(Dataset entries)

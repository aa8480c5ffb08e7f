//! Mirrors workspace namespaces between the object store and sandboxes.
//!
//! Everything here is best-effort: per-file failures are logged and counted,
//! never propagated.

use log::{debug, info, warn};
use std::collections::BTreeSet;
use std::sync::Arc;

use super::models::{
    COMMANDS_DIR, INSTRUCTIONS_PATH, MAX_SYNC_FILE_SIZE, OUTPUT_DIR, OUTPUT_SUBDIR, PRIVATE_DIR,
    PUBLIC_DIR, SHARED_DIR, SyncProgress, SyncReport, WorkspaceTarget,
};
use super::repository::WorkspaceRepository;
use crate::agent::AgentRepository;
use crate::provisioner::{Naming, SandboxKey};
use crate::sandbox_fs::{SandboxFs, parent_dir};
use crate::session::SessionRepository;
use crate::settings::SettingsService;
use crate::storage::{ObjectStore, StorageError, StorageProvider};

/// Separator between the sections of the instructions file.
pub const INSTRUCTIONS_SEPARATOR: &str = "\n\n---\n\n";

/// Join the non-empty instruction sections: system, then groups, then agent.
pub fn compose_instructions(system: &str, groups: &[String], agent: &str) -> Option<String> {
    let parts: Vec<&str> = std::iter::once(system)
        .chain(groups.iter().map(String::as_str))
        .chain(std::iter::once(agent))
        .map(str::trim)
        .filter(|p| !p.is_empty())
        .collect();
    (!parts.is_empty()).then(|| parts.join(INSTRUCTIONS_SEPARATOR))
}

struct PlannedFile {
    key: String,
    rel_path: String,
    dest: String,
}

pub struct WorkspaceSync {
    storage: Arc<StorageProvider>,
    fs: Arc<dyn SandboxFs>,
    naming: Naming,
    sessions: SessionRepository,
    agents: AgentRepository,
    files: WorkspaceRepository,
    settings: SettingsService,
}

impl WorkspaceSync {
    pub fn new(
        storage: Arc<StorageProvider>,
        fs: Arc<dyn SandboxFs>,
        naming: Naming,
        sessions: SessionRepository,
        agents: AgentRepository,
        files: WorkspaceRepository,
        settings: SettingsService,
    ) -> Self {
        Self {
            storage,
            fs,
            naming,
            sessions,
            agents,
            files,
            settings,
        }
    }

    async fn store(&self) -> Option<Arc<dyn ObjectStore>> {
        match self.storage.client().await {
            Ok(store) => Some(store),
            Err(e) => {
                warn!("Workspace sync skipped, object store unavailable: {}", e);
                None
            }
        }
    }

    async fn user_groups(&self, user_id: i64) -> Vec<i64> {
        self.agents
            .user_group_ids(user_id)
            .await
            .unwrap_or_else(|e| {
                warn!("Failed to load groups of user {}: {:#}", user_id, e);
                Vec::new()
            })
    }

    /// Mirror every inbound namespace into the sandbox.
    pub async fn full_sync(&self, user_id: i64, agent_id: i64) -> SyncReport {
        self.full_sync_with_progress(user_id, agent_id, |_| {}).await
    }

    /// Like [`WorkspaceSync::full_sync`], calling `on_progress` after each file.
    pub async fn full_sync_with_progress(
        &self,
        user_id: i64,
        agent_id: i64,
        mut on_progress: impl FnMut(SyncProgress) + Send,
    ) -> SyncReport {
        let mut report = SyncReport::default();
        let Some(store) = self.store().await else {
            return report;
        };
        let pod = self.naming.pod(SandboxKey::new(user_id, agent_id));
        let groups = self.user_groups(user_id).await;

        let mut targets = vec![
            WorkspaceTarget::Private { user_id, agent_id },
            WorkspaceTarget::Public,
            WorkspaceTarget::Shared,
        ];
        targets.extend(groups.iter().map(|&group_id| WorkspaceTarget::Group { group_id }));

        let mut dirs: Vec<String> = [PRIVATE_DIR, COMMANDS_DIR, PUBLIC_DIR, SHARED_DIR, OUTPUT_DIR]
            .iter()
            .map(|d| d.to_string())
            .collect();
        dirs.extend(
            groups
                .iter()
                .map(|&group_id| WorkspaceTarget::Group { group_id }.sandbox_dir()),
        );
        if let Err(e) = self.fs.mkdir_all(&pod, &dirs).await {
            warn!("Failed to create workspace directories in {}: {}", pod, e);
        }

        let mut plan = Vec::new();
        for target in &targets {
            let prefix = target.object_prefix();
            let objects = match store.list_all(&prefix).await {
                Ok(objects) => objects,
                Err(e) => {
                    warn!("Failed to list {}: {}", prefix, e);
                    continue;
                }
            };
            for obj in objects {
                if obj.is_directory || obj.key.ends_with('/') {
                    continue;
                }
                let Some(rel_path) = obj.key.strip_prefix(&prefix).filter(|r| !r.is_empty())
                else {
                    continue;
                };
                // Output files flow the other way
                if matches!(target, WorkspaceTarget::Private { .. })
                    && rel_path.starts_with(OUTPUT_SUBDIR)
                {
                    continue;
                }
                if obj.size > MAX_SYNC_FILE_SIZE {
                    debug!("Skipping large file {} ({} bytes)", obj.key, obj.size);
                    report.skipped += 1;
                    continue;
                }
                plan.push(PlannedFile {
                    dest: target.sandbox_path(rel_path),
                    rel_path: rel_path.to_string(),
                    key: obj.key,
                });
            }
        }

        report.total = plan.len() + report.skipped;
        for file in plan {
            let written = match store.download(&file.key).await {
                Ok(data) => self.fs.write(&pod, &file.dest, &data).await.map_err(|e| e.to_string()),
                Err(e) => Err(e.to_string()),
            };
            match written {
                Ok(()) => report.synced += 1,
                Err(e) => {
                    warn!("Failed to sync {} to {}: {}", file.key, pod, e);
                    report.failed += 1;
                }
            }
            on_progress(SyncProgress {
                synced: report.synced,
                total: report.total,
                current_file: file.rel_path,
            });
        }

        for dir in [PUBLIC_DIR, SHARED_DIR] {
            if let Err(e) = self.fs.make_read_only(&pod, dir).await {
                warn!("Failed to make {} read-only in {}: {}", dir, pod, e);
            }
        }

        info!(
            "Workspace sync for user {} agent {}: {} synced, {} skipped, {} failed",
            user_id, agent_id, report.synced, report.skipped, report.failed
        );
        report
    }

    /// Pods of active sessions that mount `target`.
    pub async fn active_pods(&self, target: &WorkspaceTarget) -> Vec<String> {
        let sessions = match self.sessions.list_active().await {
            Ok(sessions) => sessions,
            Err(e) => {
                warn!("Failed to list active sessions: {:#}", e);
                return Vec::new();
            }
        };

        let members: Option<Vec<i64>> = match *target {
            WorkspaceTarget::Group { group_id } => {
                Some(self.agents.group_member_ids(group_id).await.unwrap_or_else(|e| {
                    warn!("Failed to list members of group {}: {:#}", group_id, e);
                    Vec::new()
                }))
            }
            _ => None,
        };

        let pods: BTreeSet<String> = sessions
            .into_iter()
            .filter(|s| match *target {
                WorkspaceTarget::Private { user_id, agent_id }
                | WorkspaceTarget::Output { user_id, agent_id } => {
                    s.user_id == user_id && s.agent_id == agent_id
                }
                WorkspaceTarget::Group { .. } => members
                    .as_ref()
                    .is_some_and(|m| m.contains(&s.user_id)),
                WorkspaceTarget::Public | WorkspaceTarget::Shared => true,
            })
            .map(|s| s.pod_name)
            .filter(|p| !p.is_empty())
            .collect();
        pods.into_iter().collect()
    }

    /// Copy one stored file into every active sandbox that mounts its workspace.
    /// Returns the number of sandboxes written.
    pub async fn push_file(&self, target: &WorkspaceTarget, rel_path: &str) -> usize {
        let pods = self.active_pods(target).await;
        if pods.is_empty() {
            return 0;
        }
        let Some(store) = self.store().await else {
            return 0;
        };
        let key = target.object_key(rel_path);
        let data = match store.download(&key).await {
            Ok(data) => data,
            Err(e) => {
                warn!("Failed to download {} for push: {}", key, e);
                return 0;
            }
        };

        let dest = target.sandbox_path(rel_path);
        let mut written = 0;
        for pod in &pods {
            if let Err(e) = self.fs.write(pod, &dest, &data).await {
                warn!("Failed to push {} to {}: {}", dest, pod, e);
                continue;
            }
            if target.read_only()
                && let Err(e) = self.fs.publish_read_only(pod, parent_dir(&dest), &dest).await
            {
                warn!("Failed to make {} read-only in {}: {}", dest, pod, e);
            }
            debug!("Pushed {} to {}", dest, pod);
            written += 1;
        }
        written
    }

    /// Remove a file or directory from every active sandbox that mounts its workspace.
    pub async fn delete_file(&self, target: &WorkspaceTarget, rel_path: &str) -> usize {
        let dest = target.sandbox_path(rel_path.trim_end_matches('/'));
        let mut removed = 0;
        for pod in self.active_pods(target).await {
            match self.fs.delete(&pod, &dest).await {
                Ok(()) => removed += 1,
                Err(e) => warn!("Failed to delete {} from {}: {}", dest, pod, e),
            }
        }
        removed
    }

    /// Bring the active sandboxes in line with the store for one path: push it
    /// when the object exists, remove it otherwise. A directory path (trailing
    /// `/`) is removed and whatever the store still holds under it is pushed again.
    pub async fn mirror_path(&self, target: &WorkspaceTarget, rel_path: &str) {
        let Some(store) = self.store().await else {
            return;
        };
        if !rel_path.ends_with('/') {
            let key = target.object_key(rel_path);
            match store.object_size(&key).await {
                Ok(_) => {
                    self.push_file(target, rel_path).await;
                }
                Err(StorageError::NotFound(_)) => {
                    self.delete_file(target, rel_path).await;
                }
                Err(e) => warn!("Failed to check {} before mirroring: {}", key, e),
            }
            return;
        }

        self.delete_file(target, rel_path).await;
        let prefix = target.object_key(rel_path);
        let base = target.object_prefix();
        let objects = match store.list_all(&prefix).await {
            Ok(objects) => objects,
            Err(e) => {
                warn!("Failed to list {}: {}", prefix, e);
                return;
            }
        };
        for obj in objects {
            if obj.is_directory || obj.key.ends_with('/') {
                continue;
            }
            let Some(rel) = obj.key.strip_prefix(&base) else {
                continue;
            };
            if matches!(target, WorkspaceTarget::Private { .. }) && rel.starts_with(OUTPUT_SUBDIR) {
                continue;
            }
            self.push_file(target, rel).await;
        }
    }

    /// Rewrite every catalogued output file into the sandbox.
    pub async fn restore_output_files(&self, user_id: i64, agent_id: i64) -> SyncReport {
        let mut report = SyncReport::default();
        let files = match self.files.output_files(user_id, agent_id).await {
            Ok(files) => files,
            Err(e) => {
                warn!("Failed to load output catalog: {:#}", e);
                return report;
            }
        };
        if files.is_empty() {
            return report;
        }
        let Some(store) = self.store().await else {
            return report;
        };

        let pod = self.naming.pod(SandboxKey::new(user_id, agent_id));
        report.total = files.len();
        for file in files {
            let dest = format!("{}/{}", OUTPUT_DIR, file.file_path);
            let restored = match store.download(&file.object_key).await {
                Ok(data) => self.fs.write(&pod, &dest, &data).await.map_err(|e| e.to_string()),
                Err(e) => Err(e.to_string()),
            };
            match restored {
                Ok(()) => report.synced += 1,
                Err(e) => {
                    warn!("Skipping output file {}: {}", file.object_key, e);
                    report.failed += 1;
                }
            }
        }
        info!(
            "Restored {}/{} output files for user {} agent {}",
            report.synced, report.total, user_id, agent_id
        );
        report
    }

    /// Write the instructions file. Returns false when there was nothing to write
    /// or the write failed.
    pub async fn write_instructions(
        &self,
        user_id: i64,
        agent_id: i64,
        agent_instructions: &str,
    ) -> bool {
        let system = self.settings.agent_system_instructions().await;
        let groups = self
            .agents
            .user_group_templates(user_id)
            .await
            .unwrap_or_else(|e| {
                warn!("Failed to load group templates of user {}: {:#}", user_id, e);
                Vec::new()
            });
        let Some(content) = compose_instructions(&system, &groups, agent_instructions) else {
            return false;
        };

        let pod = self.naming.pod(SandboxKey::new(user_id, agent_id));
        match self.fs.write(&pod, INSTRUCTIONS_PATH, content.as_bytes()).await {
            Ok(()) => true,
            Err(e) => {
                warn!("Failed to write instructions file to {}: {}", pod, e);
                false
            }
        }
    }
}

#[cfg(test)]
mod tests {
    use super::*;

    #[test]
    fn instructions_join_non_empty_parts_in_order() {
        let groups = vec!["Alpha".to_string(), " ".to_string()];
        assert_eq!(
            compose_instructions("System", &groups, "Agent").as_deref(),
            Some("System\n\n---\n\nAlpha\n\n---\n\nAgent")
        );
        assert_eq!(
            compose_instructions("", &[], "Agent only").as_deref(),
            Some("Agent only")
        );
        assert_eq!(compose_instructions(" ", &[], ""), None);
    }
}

Brief: Taking the records above, retype every line from the one with "directory path (trailing" down to the one with "mirror_path(&self, target: &WorkspaceTarget, rel_path: &str)", exactly and with nothing else.

Answer section:
    /// when the object exists, remove it otherwise. A directory path (trailing
    /// `/`) is removed and whatever the store still holds under it is pushed again.
    pub async fn mirror_path(&self, target: &WorkspaceTarget, rel_path: &str) {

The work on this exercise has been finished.